[What the task asks]
Gather every line in the records below that contains the word "Deserialize".

===== Provided entries

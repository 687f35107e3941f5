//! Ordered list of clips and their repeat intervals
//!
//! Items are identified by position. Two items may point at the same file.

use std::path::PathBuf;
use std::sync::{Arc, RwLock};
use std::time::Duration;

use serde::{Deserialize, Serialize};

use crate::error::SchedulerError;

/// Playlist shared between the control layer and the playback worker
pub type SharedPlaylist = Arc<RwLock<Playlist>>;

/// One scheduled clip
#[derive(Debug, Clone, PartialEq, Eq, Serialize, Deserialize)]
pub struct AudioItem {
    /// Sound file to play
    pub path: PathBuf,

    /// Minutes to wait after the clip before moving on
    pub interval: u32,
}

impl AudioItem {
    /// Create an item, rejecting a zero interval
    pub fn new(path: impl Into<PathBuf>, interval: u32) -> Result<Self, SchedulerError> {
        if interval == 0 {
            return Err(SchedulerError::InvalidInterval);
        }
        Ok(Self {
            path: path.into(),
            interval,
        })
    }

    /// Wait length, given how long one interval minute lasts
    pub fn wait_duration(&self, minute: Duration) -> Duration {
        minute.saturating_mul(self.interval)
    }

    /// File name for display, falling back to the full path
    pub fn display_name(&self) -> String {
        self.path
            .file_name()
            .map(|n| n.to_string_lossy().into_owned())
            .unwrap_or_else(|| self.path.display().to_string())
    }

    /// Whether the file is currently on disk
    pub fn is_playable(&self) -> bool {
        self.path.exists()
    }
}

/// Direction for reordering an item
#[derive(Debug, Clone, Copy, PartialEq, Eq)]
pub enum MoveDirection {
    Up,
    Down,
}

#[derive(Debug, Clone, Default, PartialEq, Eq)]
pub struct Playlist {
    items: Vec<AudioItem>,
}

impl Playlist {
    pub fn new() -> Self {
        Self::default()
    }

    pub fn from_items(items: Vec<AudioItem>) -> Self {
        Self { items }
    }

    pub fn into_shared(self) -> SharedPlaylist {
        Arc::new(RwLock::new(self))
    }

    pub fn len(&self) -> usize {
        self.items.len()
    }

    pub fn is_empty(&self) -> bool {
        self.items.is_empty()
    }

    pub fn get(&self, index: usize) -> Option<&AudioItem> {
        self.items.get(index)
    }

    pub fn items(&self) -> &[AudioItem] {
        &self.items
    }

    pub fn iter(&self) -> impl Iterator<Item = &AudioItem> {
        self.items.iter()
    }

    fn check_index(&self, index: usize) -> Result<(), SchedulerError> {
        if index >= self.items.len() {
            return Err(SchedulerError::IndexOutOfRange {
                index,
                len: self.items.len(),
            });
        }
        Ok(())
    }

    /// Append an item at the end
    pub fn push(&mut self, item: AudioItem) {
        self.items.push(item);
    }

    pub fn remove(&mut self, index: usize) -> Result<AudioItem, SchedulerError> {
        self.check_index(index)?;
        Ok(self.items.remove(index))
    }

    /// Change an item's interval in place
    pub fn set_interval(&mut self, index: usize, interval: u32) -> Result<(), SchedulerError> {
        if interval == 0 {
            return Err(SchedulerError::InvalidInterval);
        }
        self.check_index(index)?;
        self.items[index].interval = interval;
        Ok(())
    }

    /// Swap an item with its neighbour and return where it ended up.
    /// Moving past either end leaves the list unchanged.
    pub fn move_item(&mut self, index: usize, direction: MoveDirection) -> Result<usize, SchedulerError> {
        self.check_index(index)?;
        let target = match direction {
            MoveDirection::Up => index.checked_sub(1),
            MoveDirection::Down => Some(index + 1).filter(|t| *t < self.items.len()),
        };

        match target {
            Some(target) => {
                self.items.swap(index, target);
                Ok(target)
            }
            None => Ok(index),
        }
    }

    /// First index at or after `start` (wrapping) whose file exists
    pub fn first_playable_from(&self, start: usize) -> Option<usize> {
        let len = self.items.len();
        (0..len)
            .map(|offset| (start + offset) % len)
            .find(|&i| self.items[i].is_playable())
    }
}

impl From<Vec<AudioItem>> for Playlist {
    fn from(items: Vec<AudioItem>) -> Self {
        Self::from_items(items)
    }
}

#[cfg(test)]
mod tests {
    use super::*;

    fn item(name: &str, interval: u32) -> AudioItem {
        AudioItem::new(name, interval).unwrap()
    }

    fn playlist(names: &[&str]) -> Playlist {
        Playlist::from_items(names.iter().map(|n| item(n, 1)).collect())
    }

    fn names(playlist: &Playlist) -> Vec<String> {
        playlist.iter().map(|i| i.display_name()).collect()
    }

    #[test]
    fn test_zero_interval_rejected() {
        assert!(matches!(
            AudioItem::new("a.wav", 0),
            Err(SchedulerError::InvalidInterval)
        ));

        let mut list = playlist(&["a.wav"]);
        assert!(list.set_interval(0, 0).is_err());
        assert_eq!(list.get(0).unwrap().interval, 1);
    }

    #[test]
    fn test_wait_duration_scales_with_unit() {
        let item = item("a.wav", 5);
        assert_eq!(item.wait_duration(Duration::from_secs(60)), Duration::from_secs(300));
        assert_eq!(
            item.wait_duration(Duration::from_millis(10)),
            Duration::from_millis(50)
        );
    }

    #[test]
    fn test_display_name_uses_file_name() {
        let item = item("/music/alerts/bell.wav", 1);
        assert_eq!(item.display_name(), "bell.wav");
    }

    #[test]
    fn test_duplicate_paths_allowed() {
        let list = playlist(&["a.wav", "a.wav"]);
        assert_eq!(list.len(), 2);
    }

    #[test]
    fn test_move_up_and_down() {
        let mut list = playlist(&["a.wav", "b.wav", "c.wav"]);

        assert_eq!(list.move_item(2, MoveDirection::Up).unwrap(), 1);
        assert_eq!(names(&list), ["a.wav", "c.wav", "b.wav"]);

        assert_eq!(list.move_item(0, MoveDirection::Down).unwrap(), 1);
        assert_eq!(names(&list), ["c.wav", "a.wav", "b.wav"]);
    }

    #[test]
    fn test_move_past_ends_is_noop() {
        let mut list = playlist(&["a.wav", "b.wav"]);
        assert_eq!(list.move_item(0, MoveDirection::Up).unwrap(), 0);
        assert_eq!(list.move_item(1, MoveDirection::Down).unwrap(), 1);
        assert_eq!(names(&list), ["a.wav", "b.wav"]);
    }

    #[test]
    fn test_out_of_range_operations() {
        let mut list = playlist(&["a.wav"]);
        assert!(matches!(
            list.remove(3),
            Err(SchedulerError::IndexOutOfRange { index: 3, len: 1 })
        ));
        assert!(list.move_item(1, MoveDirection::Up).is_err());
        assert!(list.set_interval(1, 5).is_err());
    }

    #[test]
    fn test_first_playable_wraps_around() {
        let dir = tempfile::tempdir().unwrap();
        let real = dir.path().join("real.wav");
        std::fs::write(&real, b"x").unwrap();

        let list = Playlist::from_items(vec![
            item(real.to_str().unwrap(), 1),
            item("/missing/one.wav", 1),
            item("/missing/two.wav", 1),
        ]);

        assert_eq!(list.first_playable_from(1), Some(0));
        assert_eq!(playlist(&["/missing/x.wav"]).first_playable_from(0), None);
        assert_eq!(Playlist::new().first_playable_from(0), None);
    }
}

==========

[Response for this exercise]
use serde::{Deserialize, Serialize};
#[derive(Debug, Clone, PartialEq, Eq, Serialize, Deserialize)]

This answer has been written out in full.